Pulley recruits and supervises the volunteers from all walks of life who work at the soup kitchen, including college students who “are such a blessing.” Her own job description is simple and all-encompassing: “My main job is to purchase the food, cook the food, help serve the food, then do the cleanup afterwards,” Pulley said.

During a typical non-pandemic week the kitchen is open Monday through Thursday, with people arriving about 3:30 p.m. and the meal served around 3:45 p.m. A children’s reading program starts at 2:30 followed by play time in the gymnasium before they sit down to eat with everyone else.

At the beginning of each month the soup kitchen may average 30 meals per day, Pulley said, but that number can climb to 60 or more by the end of the month when Illinois’ Supplemental Nutrition Assistance Program benefits run out. Spirit of Faith also delivers up to 800 meals a month for people who are unable to come into the soup kitchen on North Main Street.

“We feed anyone who comes in and wants a meal, there’s no criteria, all you have to do is just make it through the door,” Pulley said. “And if you can’t make it in, we’ll come to you.”

The daily meal turnout can also fluctuate depending on the menu. Pulley has noticed that some things are particularly popular with her regular diners.

“Everybody loves my goulash. Whenever I make it I have to fix two giant pans because there is never enough,” Pulley said. “And we make some dynamite garlic bread.
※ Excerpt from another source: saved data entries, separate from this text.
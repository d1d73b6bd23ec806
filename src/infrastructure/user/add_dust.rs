//! Add-dust use case

use std::sync::Arc;

use async_trait::async_trait;
use serde::Deserialize;
use tracing::{debug, info};
use validator::{Validate, ValidationError};

use crate::domain::identifier::is_uuid;
use crate::domain::user::{User, UserRepository, UserSnapshot, UserValidator};
use crate::domain::{DomainError, Identifier, UseCase};

/// Output of the add-dust use case
pub type AddDustUserOutput = UserSnapshot;

/// Raw input; both fields are optional so shape errors are reported, not
/// rejected by deserialization
#[derive(Debug, Clone, Default, Deserialize, Validate)]
pub struct AddDustUserInput {
    #[validate(
        required(message = "id should not be empty"),
        custom(function = "validate_id_shape")
    )]
    pub id: Option<String>,

    #[validate(
        required(message = "dust should not be empty"),
        custom(function = "validate_dust_shape")
    )]
    pub dust: Option<f64>,
}

impl AddDustUserInput {
    pub fn new(id: impl Into<String>, dust: f64) -> Self {
        Self {
            id: Some(id.into()),
            dust: Some(dust),
        }
    }

    /// Check the shape and hand back the typed values
    fn into_checked(self) -> Result<(Identifier, f64), DomainError> {
        self.validate()
            .map_err(|errors| DomainError::input_validation(errors.into()))?;

        match (self.id, self.dust) {
            (Some(id), Some(dust)) => Ok((Identifier::parse(id)?, dust)),
            _ => Err(DomainError::internal("validated input is missing a field")),
        }
    }
}

fn validate_id_shape(id: &str) -> Result<(), ValidationError> {
    if is_uuid(id) {
        Ok(())
    } else {
        Err(ValidationError::new("uuid").with_message("id must be a UUID".into()))
    }
}

fn validate_dust_shape(dust: f64) -> Result<(), ValidationError> {
    if dust.is_finite() {
        Ok(())
    } else {
        Err(ValidationError::new("number").with_message("dust must be a number".into()))
    }
}

/// Adds dust to a stored user's balance
pub struct AddDustUseCase<R: UserRepository + ?Sized> {
    repository: Arc<R>,
    validator: UserValidator,
}

impl<R: UserRepository + ?Sized> AddDustUseCase<R> {
    pub fn new(repository: Arc<R>) -> Self {
        Self::with_validator(repository, UserValidator::new())
    }

    pub fn with_validator(repository: Arc<R>, validator: UserValidator) -> Self {
        Self {
            repository,
            validator,
        }
    }
}

impl<R: UserRepository + ?Sized> std::fmt::Debug for AddDustUseCase<R> {
    fn fmt(&self, f: &mut std::fmt::Formatter<'_>) -> std::fmt::Result {
        f.debug_struct("AddDustUseCase")
            .field("validator", &self.validator)
            .finish_non_exhaustive()
    }
}

#[async_trait]
impl<R: UserRepository + ?Sized> UseCase for AddDustUseCase<R> {
    type Input = AddDustUserInput;
    type Output = AddDustUserOutput;

    async fn execute(&self, input: AddDustUserInput) -> Result<AddDustUserOutput, DomainError> {
        let (id, dust) = input.into_checked()?;
        debug!(id = %id, dust, "Adding dust to user");

        let mut user = self
            .repository
            .find_by_id(&id)
            .await?
            .ok_or_else(|| DomainError::not_found(id.as_str(), User::ENTITY_NAME))?;

        user.add_dust(dust)?;

        // add_dust already validates; this guards against mutators that stop doing so
        user.validate_with(&self.validator)?;

        self.repository.update(&user).await?;
        info!(id = %id, dust, balance = user.balance(), "Dust added to user");

        Ok(user.to_representation())
    }
}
One of our workers would go home and try to make the garlic bread but it would never taste like the soup kitchen’s. And I asked her if she used hot dog buns, and she said, ‘oh, that’s the secret!’”

Soup kitchen visitors are also fond of Pulley’s fried chicken.
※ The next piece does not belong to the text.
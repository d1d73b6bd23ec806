//! Cross-cutting domain traits

mod use_case;

pub use use_case::UseCase;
“I use a batter sometimes for country fried chicken, and I also do just plain fried chicken,” Pulley said. “One young lady who lives in the Vas Housing will throw open her door when I pull up and say ‘Miss Pulley, it’s fried chicken day!’ When people smell the fried chicken cooking, we usually get a lot of people that day.”

The soup kitchen receives Prairieland United Way funding and accepts public donations of money and food. The contributions help defray the facility’s utility costs, which are substantial for the large building that houses eight classrooms, a gym, two full restrooms, dining room and kitchen.
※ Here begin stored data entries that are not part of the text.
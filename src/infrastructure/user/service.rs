//! User service for account management and dust operations

use std::sync::Arc;

use tracing::{debug, info};

use super::add_dust::{AddDustUseCase, AddDustUserInput, AddDustUserOutput};
use crate::domain::user::{CreateUserCommand, User, UserRepository};
use crate::domain::{DomainError, Identifier, UseCase};

/// User service for management and balance changes
pub struct UserService<R: UserRepository + ?Sized> {
    repository: Arc<R>,
    add_dust: AddDustUseCase<R>,
}

impl<R: UserRepository + ?Sized> UserService<R> {
    /// Create a new user service
    pub fn new(repository: Arc<R>) -> Self {
        let add_dust = AddDustUseCase::new(repository.clone());
        Self {
            repository,
            add_dust,
        }
    }

    /// Create and store a new user
    pub async fn create(&self, command: CreateUserCommand) -> Result<User, DomainError> {
        let user = User::create(command)?;
        self.repository.insert(&user).await?;

        info!(id = %user.id(), "User created");
        Ok(user)
    }

    /// Get a user by ID
    pub async fn get(&self, id: &str) -> Result<Option<User>, DomainError> {
        let user_id = Identifier::parse(id)?;
        self.repository.find_by_id(&user_id).await
    }

    /// List all users
    pub async fn list(&self) -> Result<Vec<User>, DomainError> {
        self.repository.find_all().await
    }

    /// Count users
    pub async fn count(&self) -> Result<usize, DomainError> {
        self.repository.count().await
    }

    /// Rename a user
    pub async fn change_display_name(
        &self,
        id: &str,
        display_name: impl Into<String>,
    ) -> Result<User, DomainError> {
        let mut user = self.load(id).await?;
        user.change_display_name(display_name)?;

        self.repository.update(&user).await?;
        Ok(user)
    }

    /// Add dust through the add-dust use case
    pub async fn add_dust(&self, input: AddDustUserInput) -> Result<AddDustUserOutput, DomainError> {
        self.add_dust.execute(input).await
    }

    /// Remove dust from a user's balance
    pub async fn subtract_dust(&self, id: &str, amount: f64) -> Result<User, DomainError> {
        let mut user = self.load(id).await?;
        user.subtract_dust(amount)?;

        self.repository.update(&user).await?;
        info!(id = %user.id(), amount, balance = user.balance(), "Dust subtracted from user");
        Ok(user)
    }

    /// Activate a user
    pub async fn activate(&self, id: &str) -> Result<User, DomainError> {
        let mut user = self.load(id).await?;
        user.activate();

        self.repository.update(&user).await?;
        Ok(user)
    }

    /// Deactivate a user
    pub async fn deactivate(&self, id: &str) -> Result<User, DomainError> {
        let mut user = self.load(id).await?;
        user.deactivate();

        self.repository.update(&user).await?;
        Ok(user)
    }

    /// Delete a user
    pub async fn delete(&self, id: &str) -> Result<bool, DomainError> {
        let user_id = Identifier::parse(id)?;
        self.repository.delete(&user_id).await
    }

    async fn load(&self, id: &str) -> Result<User, DomainError> {
        debug!(id, "Loading user");

        let user_id = Identifier::parse(id)?;
        self.repository
            .find_by_id(&user_id)
            .await?
            .ok_or_else(|| DomainError::not_found(id, User::ENTITY_NAME))
    }
}

impl<R: UserRepository + ?Sized> std::fmt::Debug for UserService<R> {
    fn fmt(&self, f: &mut std::fmt::Formatter<'_>) -> std::fmt::Result {
        f.debug_struct("UserService")
            .field("add_dust", &self.add_dust)
            .finish_non_exhaustive()
    }
}

#[cfg(test)]
mod tests {
    use super::*;
    use crate::infrastructure::user::repository::InMemoryUserRepository;

    fn create_service() -> UserService<InMemoryUserRepository> {
        UserService::new(Arc::new(InMemoryUserRepository::new()))
    }

    async fn create_user(service: &UserService<InMemoryUserRepository>, balance: f64) -> User {
        service
            .create(CreateUserCommand::new("John Doe").with_balance(balance))
            .await
            .unwrap()
    }

    #[tokio::test]
    async fn test_create_and_get() {
        let service = create_service();
        let user = create_user(&service, 0.0).await;

        let fetched = service.get(user.id().as_str()).await.unwrap();
        assert_eq!(fetched, Some(user));
    }

    #[tokio::test]
    async fn test_create_invalid_user_is_not_stored() {
        let service = create_service();

        let result = service.create(CreateUserCommand::new("")).await;
        assert!(matches!(result, Err(DomainError::Validation { .. })));
        assert_eq!(service.count().await.unwrap(), 0);
    }

    #[tokio::test]
    async fn test_get_with_malformed_id() {
        let service = create_service();

        let result = service.get("user-1").await;
        assert!(matches!(result, Err(DomainError::InvalidId { .. })));
    }

    #[tokio::test]
    async fn test_change_display_name() {
        let service = create_service();
        let user = create_user(&service, 0.0).await;

        let renamed = service
            .change_display_name(user.id().as_str(), "Jane Doe")
            .await
            .unwrap();
        assert_eq!(renamed.display_name(), "Jane Doe");

        let result = service.change_display_name(user.id().as_str(), "").await;
        assert!(result.is_err());

        let stored = service.get(user.id().as_str()).await.unwrap().unwrap();
        assert_eq!(stored.display_name(), "Jane Doe");
    }

    #[tokio::test]
    async fn test_add_and_subtract_dust() {
        let service = create_service();
        let user = create_user(&service, 0.0).await;
        let id = user.id().as_str();

        let output = service
            .add_dust(AddDustUserInput::new(id, 50.0))
            .await
            .unwrap();
        assert_eq!(output.balance, 50.0);

        let updated = service.subtract_dust(id, 20.0).await.unwrap();
        assert_eq!(updated.balance(), 30.0);
    }

    #[tokio::test]
    async fn test_subtract_below_zero_leaves_stored_balance() {
        let service = create_service();
        let user = create_user(&service, 50.0).await;
        let id = user.id().as_str();

        let result = service.subtract_dust(id, 100.0).await;
        assert!(matches!(result, Err(DomainError::Validation { .. })));

        let stored = service.get(id).await.unwrap().unwrap();
        assert_eq!(stored.balance(), 50.0);
    }

    #[tokio::test]
    async fn test_activate_and_deactivate() {
        let service = create_service();
        let user = create_user(&service, 0.0).await;
        let id = user.id().as_str();

        let deactivated = service.deactivate(id).await.unwrap();
        assert!(!deactivated.is_active());

        let activated = service.activate(id).await.unwrap();
        assert!(activated.is_active());
    }

    #[tokio::test]
    async fn test_missing_user_is_not_found() {
        let service = create_service();
        let id = Identifier::generate();

        let result = service.activate(id.as_str()).await;
        assert!(matches!(result, Err(DomainError::NotFound { .. })));
    }

    #[tokio::test]
    async fn test_list_and_delete() {
        let service = create_service();
        let first = create_user(&service, 0.0).await;
        create_user(&service, 1.0).await;

        assert_eq!(service.list().await.unwrap().len(), 2);

        assert!(service.delete(first.id().as_str()).await.unwrap());
        assert_eq!(service.count().await.unwrap(), 1);
    }
}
The soup kitchen is a place to eat, visit, play, learn, seek refuge — and in some cases turn your life around.

“We’ve had people contemplating suicide who come through that door, but we hope something inspiring is said or done while they are here so they don’t do that,” Pulley said. “One young man worked for three months with us and he was in tears. He said ‘I had no idea that knowing somebody for such a short amount of time could have such a great impact on your life.’ That’s the way I feel like every experience should be.

“I had one young man who came through probation. Sometimes we look at the mistakes they make and we want to judge them, and we forget that we have all been young once,” Pulley said. “I saw his mother recently and she told me he had changed his life around and gotten married and owned a business in Springfield. When you hear things like that, just to hear how you’ve made a positive difference in somebody’s life, it is such a blessing.”

Pulley, who is also a pastor, admits that she doesn’t need to look for something to do during her free time because it’s usually spent at the soup kitchen. Her son and four grandchildren always know where they can find her.

“I think everybody should find their passion in life, because when you find your passion it’s not like working, you give it your all,” Pulley said. “I can come here to do one thing and spend four or five hours here and it seems like just minutes have passed, because it’s my passion.”

Before she took the soup kitchen job, Pulley contemplated writing a book that she wanted to title “Stop and Smell the Roses.” She’d still like to write the book, which would follow her transformation from a youth with “a busy, joyless life” to the ever-smiling and often-laughing woman she is now.

“We get so stressed and upset about little things, but if you look at them they are just little things,” Pulley said. “If we take time out to know people we get a chance to experience their uniqueness, to look for the good, the blessing and the gift in them.”